PROBLEM TO SOLVE: The lines you return must be all those in the data that hold the string "isize".

DATA FOR THIS TASK:
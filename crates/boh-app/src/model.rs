// Copyright 2026 Phillip Cloud
// Licensed under the Apache License, Version 2.0

use serde::{Deserialize, Serialize};
use time::OffsetDateTime;

use crate::ids::*;

#[derive(Debug, Clone, Copy, PartialEq, Eq, PartialOrd, Ord, Hash, Serialize, Deserialize)]
#[serde(rename_all = "lowercase")]
pub enum TagColour {
    Default,
    Primary,
    Secondary,
    Success,
    Warning,
    Info,
    Neutral,
    Red,
    Orange,
    Amber,
    Lime,
    Green,
    Teal,
    Cyan,
    Blue,
    Indigo,
    Violet,
    Purple,
    Pink,
}

impl TagColour {
    pub const ALL: [Self; 19] = [
        Self::Default,
        Self::Primary,
        Self::Secondary,
        Self::Success,
        Self::Warning,
        Self::Info,
        Self::Neutral,
        Self::Red,
        Self::Orange,
        Self::Amber,
        Self::Lime,
        Self::Green,
        Self::Teal,
        Self::Cyan,
        Self::Blue,
        Self::Indigo,
        Self::Violet,
        Self::Purple,
        Self::Pink,
    ];

    pub const fn as_str(self) -> &'static str {
        match self {
            Self::Default => "default",
            Self::Primary => "primary",
            Self::Secondary => "secondary",
            Self::Success => "success",
            Self::Warning => "warning",
            Self::Info => "info",
            Self::Neutral => "neutral",
            Self::Red => "red",
            Self::Orange => "orange",
            Self::Amber => "amber",
            Self::Lime => "lime",
            Self::Green => "green",
            Self::Teal => "teal",
            Self::Cyan => "cyan",
            Self::Blue => "blue",
            Self::Indigo => "indigo",
            Self::Violet => "violet",
            Self::Purple => "purple",
            Self::Pink => "pink",
        }
    }

    pub fn parse(value: &str) -> Option<Self> {
        let value = value.trim();
        Self::ALL
            .into_iter()
            .find(|colour| colour.as_str().eq_ignore_ascii_case(value))
    }

    /// Next palette entry, wrapping. Used by colour pickers.
    pub fn cycle(self, delta: isize) -> Self {
        let len = Self::ALL.len() as isize;
        let current = Self::ALL
            .iter()
            .position(|colour| *colour == self)
            .unwrap_or(0) as isize;
        Self::ALL[(current + delta).rem_euclid(len) as usize]
    }
}

#[derive(Debug, Clone, PartialEq, Eq, Serialize, Deserialize)]
pub struct Tag {
    pub id: TagId,
    pub name: String,
    pub colour: Option<TagColour>,
}

#[derive(Debug, Clone, PartialEq, Eq, Serialize, Deserialize)]
pub struct Ingredient {
    pub id: IngredientId,
    pub name: String,
    pub unit: String,
    pub cost_cents: Option<i64>,
    pub notes: String,
    pub tags: Vec<Tag>,
    pub price_updated_at: Option<OffsetDateTime>,
    pub created_at: OffsetDateTime,
    pub updated_at: OffsetDateTime,
}

impl Ingredient {
    pub fn tag_names(&self) -> Vec<String> {
        self.tags.iter().map(|tag| tag.name.clone()).collect()
    }

    pub fn price(&self) -> Option<f64> {
        self.cost_cents.map(|cents| cents as f64 / 100.0)
    }

    /// When the price last moved, falling back to the row's last update.
    pub fn last_updated(&self) -> OffsetDateTime {
        self.price_updated_at.unwrap_or(self.updated_at)
    }
}

#[derive(Debug, Clone, PartialEq, Eq, Serialize, Deserialize)]
pub struct PriceChange {
    pub ingredient_id: IngredientId,
    pub name: String,
    pub unit: String,
    pub old_cents: i64,
    pub new_cents: i64,
    pub changed_at: OffsetDateTime,
}

impl PriceChange {
    pub fn percent(&self) -> f64 {
        if self.old_cents <= 0 {
            return 0.0;
        }
        (self.new_cents - self.old_cents) as f64 / self.old_cents as f64 * 100.0
    }
}

#[derive(Debug, Clone, PartialEq, Eq, Serialize, Deserialize)]
pub struct Page<T> {
    pub items: Vec<T>,
    pub current_page: u32,
    pub last_page: u32,
    pub per_page: u32,
    pub total: u64,
}

impl<T> Page<T> {
    pub fn empty(per_page: u32) -> Self {
        Self {
            items: Vec::new(),
            current_page: 1,
            last_page: 1,
            per_page,
            total: 0,
        }
    }

    pub fn has_next(&self) -> bool {
        self.current_page < self.last_page
    }

    pub fn has_prev(&self) -> bool {
        self.current_page > 1
    }

    /// 1-based index of the first item on this page, if any.
    pub fn from(&self) -> Option<u64> {
        if self.items.is_empty() {
            return None;
        }
        Some(u64::from(self.current_page - 1) * u64::from(self.per_page) + 1)
    }

    pub fn to(&self) -> Option<u64> {
        self.from()
            .map(|from| from + self.items.len() as u64 - 1)
    }
}

pub fn last_page_for(total: u64, per_page: u32) -> u32 {
    if per_page == 0 || total == 0 {
        return 1;
    }
    total.div_ceil(u64::from(per_page)).min(u64::from(u32::MAX)) as u32
}

#[derive(Debug, Clone, Copy, PartialEq, Eq, Serialize, Deserialize)]
pub enum TabKind {
    Dashboard,
    Ingredients,
    Recipes,
    Menus,
    Suppliers,
    Stocktake,
}

impl TabKind {
    pub const ALL: [Self; 6] = [
        Self::Dashboard,
        Self::Ingredients,
        Self::Recipes,
        Self::Menus,
        Self::Suppliers,
        Self::Stocktake,
    ];

    pub const fn label(self) -> &'static str {
        match self {
            Self::Dashboard => "dashboard",
            Self::Ingredients => "ingredients",
            Self::Recipes => "recipes",
            Self::Menus => "menus",
            Self::Suppliers => "suppliers",
            Self::Stocktake => "stocktake",
        }
    }

    pub const fn is_placeholder(self) -> bool {
        matches!(
            self,
            Self::Recipes | Self::Menus | Self::Suppliers | Self::Stocktake
        )
    }
}

#[derive(Debug, Clone, Copy, PartialEq, Eq, Serialize, Deserialize)]
pub enum SortDirection {
    Asc,
    Desc,
}

impl SortDirection {
    pub const fn label(self) -> &'static str {
        match self {
            Self::Asc => "asc",
            Self::Desc => "desc",
        }
    }
}

#[derive(Debug, Clone, Copy, PartialEq, Eq, Serialize, Deserialize)]
pub enum AppMode {
    Nav,
    Search,
    TagEditor,
    PriceEdit,
    Detail,
}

TASK SOLUTION:
    pub fn cycle(self, delta: isize) -> Self {
        let len = Self::ALL.len() as isize;
            .unwrap_or(0) as isize;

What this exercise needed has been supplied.